Dans la construction du projet, Apparu joue le rôle du directeur de la
publication. D’ici septembre 2016, quatre livres de Juppé rythmeront la
campagne. Paru le mois dernier, le premier, sur l’éducation, s’est déjà vendu à
près de 30 000 exemplaires. Le deuxième, sur les questions régaliennes, est
annoncé pour janvier, et le troisième, au printemps, traitera des questions
économiques. Le dernier synthétisera l’ensemble en y ajoutant la politique
étrangère. «S’imposer un tel programme, c’est s’obliger à aller beaucoup plus
loin dans la réflexion. Mieux qu’un programme pour gagner, nous fabriquons
un programme pour changer», explique Apparu.
Ce travail de réflexion est supervisé par le député Gaymard, gaulliste lettré à qui
Chirac avait déjà confié, en 1995, la synthèse de son programme présidentiel.

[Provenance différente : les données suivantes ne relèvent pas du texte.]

//! # VM Controller
//!
//! A [`Vm`] owns one Isolate thread and is the only way to talk to it. Every
//! public operation validates its input synchronously, allocates a tunnel,
//! sends one message and hands back a [`Pending`] that settles when the
//! matching reply arrives.
//!
//! ## Lifecycle
//!
//! `created -> booting -> running -> stopped`. `start` is only valid from
//! `created`; `stop` is valid from anywhere and a second `stop` is a no-op.
//! Nothing leaves `stopped`.
//!
//! ## Invariants
//!
//! - **At-most-once settlement**: a tunnel is removed from the table before
//!   its sender fires, so a reply, the boot deadline and the stop sweep can
//!   race without double-settling.
//! - **Pump**: one task per VM reads the Isolate's messages in order. It holds
//!   the VM weakly; dropping the last [`Vm`] handle tears everything down.
//! - **Events**: every operation casts `vm:{vm}[:{ns}]:{op}` before it is sent
//!   and `...:ok` or `...:error` when it settles, on the VM's bus and on the
//!   host's bus.

use std::collections::BTreeSet;
use std::sync::Arc;
use std::sync::Weak;
use std::time::Duration;
use std::time::Instant;

use parking_lot::Mutex;
use serde_json::Map;
use serde_json::Value;
use serde_json::json;
use tokio::runtime::Handle;
use tokio::sync::oneshot;
use tokio::task::AbortHandle;
use tracing::debug;
use tracing::error;
use tracing::info;
use tracing::warn;
use vmguest::IsolateHandle;
use vmguest::syntax;
use vmwire::BOOT_TUNNEL;
use vmwire::DEFAULT_NAMESPACE;
use vmwire::Dependency;
use vmwire::Message;
use vmwire::Transport;
use vmwire::TunnelTable;
use vmwire::graph;
use vmwire::ident;
use vmwire::transport::channel_pair;
use vmwire::tunnel;

use crate::config::VmConfig;
use crate::error::LifecycleState;
use crate::error::Result;
use crate::error::VmError;
use crate::events::Event;
use crate::events::EventBus;
use crate::functions::FunctionTable;
use crate::functions::HostFunction;
use crate::pending::Pending;

/// Settlement payload of operations that return nothing.
const NULL: &Value = &Value::Null;

/// Boot durations reported by a successful `start`.
#[derive(Debug, Clone, Copy, PartialEq)]
pub struct BootTimes {
    /// Time the Isolate spent building its sandbox, as measured by itself.
    pub isolate_ms: f64,
    /// Time from `start` until the Controller saw the boot reply.
    pub host_ms: f64,
}

/// What a tunnel was opened for; used to cast its settlement events.
struct Op {
    name: &'static str,
    namespace: Option<String>,
    args: Value,
}

impl Op {
    fn new(name: &'static str, namespace: Option<&str>, args: Value) -> Self {
        Self {
            name,
            namespace: namespace.map(str::to_string),
            args,
        }
    }
}

/// Extra work done when a tunnel settles.
enum Cleanup {
    None,
    /// Free a predefined-function index if registration is rejected.
    ReleaseFunction(u32),
    /// Fail the Controller's own tunnels in every namespace a delete removed.
    RejectRemoved,
}

struct Settler {
    op: Op,
    tx: oneshot::Sender<Result<Value>>,
    cleanup: Cleanup,
}

pub(crate) struct VmInner {
    this: Weak<VmInner>,
    name: String,
    config: VmConfig,
    state: Mutex<LifecycleState>,
    tunnels: TunnelTable<Settler>,
    functions: FunctionTable,
    transport: Mutex<Option<Arc<dyn Transport>>>,
    isolate: Mutex<Option<IsolateHandle>>,
    pump: Mutex<Option<AbortHandle>>,
    deadline: Mutex<Option<AbortHandle>>,
    started: Mutex<Option<Instant>>,
    local: Arc<EventBus>,
    global: Arc<EventBus>,
}

/// Handle to one sandboxed VM. Cloning shares the VM.
#[derive(Clone)]
pub struct Vm {
    inner: Arc<VmInner>,
}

L’ex-ministre note pudiquement cette différence de taille : «Juppé travaille tout
le temps, Chirac était… plus séquentiel». Quand il a fait savoir, en octobre 2014,
qu’il se lançait dans la constitution de groupes de travail autour de Juppé,
Gaymard a été, dit-il, «submergé» de propositions. Universitaires, hauts
fonctionnaires, chefs d’entreprises ou anciens conseillers ministériels ont rejoint
des groupes qui planchent sur les domaines traditionnellement couverts par les
grands ministères ou sur des sujets plus transversaux. La machine
programmatique de Juppé a reçu le renfort de Maël de Calan et d’Enguerrand
Delannoy, jeunes élus LR et cofondateurs de Boite à idées, think-tank fondé
après la défaite de 2012 qui s’était tenu à distance des écuries de l’ex-UMP. Au
total, près de 300 experts sont mobilisés. La plupart ont par ailleurs des
responsabilités et souhaitent donc préserver leur anonymat.

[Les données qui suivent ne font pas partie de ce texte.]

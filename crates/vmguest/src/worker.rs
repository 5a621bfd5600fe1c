//! # Isolate thread
//!
//! Each Isolate runs on its own OS thread named `isolate-{vm}`. The thread
//! boots the engine, reports the outcome on the boot tunnel, then handles
//! messages until the Controller closes the channel or the interrupt flag is
//! raised.

use std::sync::Arc;
use std::sync::atomic::AtomicBool;
use std::sync::atomic::Ordering;
use std::thread::JoinHandle;

use tracing::debug;
use tracing::error;
use vmwire::BOOT_TUNNEL;
use vmwire::Message;
use vmwire::transport::IsolatePort;

use crate::config::IsolateConfig;
use crate::isolate::Isolate;

/// Controller-side handle to a running Isolate thread.
pub struct IsolateHandle {
    interrupt: Arc<AtomicBool>,
    thread: Option<JoinHandle<()>>,
}

impl IsolateHandle {
    /// Raises the interrupt flag. Running guest code is aborted at its next
    /// interrupt check and the thread exits instead of reading more messages.
    pub fn terminate(&self) {
        self.interrupt.store(true, Ordering::Relaxed);
    }

    pub fn is_finished(&self) -> bool {
        self.thread.as_ref().is_none_or(JoinHandle::is_finished)
    }

    /// Waits for the thread to exit. Returns false if it panicked.
    pub fn join(mut self) -> bool {
        match self.thread.take() {
            Some(thread) => thread.join().is_ok(),
            None => true,
        }
    }
}

impl Drop for IsolateHandle {
    fn drop(&mut self) {
        self.terminate();
    }
}

/// Spawns an Isolate for `vm` on a dedicated thread.
pub fn spawn(vm: &str, port: IsolatePort, config: IsolateConfig) -> std::io::Result<IsolateHandle> {
    let interrupt = Arc::new(AtomicBool::new(false));
    let flag = interrupt.clone();
    let name = vm.to_string();

    let thread = std::thread::Builder::new()
        .name(format!("isolate-{}", vm))
        .stack_size(config.thread_stack_size())
        .spawn(move || run(name, port, config, flag))?;

    Ok(IsolateHandle {
        interrupt,
        thread: Some(thread),
    })
}

fn run(vm: String, mut port: IsolatePort, config: IsolateConfig, interrupt: Arc<AtomicBool>) {
    let outbox = port.outbox();
    let report = |message: Message| {
        if let Ok(bytes) = message.encode() {
            let _ = outbox.send(bytes);
        }
    };

    let isolate = match Isolate::boot(&vm, outbox.clone(), config, interrupt.clone()) {
        Ok((isolate, took)) => {
            report(Message::Resolve {
                tunnel: BOOT_TUNNEL,
                payload: serde_json::json!(took.as_secs_f64() * 1000.0),
            });
            isolate
        }
        Err(e) => {
            error!(vm = %vm, error = %e, "isolate failed to boot");
            report(Message::Reject {
                tunnel: BOOT_TUNNEL,
                error: e.to_string(),
            });
            return;
        }
    };

    while let Some(bytes) = port.recv_blocking() {
        if interrupt.load(Ordering::Relaxed) {
            break;
        }
        isolate.handle(&bytes);
        isolate.drain();
        if isolate.interrupted() {
            break;
        }
    }
    debug!(vm = %vm, "isolate exited");
}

Pour rejoindre la ruche de la rue de l’Université, plusieurs ex-ministres sont
sortis de leur retraite politique. Dominique Perben, aujourd’hui avocat,
coordonne le travail sur les sujets régaliens. Juppé à l’Elysée ? Son camarade de
promotion à l’ENA en 1970 en rêve : «Il est le seul capable d’assumer le
pouvoir sans clivage inutile, en prenant ses distances avec le théâtre
hypermédiatisé de la politique.» Autre chiraquienne historique, Christine
Albanel se fera un plaisir de porter la parole de Juppé, sans renoncer à son job
de directrice exécutive d’Orange. Il sera, dit-elle, «l’homme de la
situation», parce qu’après avoir «beaucoup donné dans le genre
bonimenteur», le pays est mûr pour entendre «la vérité». Sa définition de Juppé
? L’homme pour qui la fameuse fanfaronnade de Chirac - «Je vous étonnerai
par ma démagogie» - est «absolument imprononçable». Encore une rupture.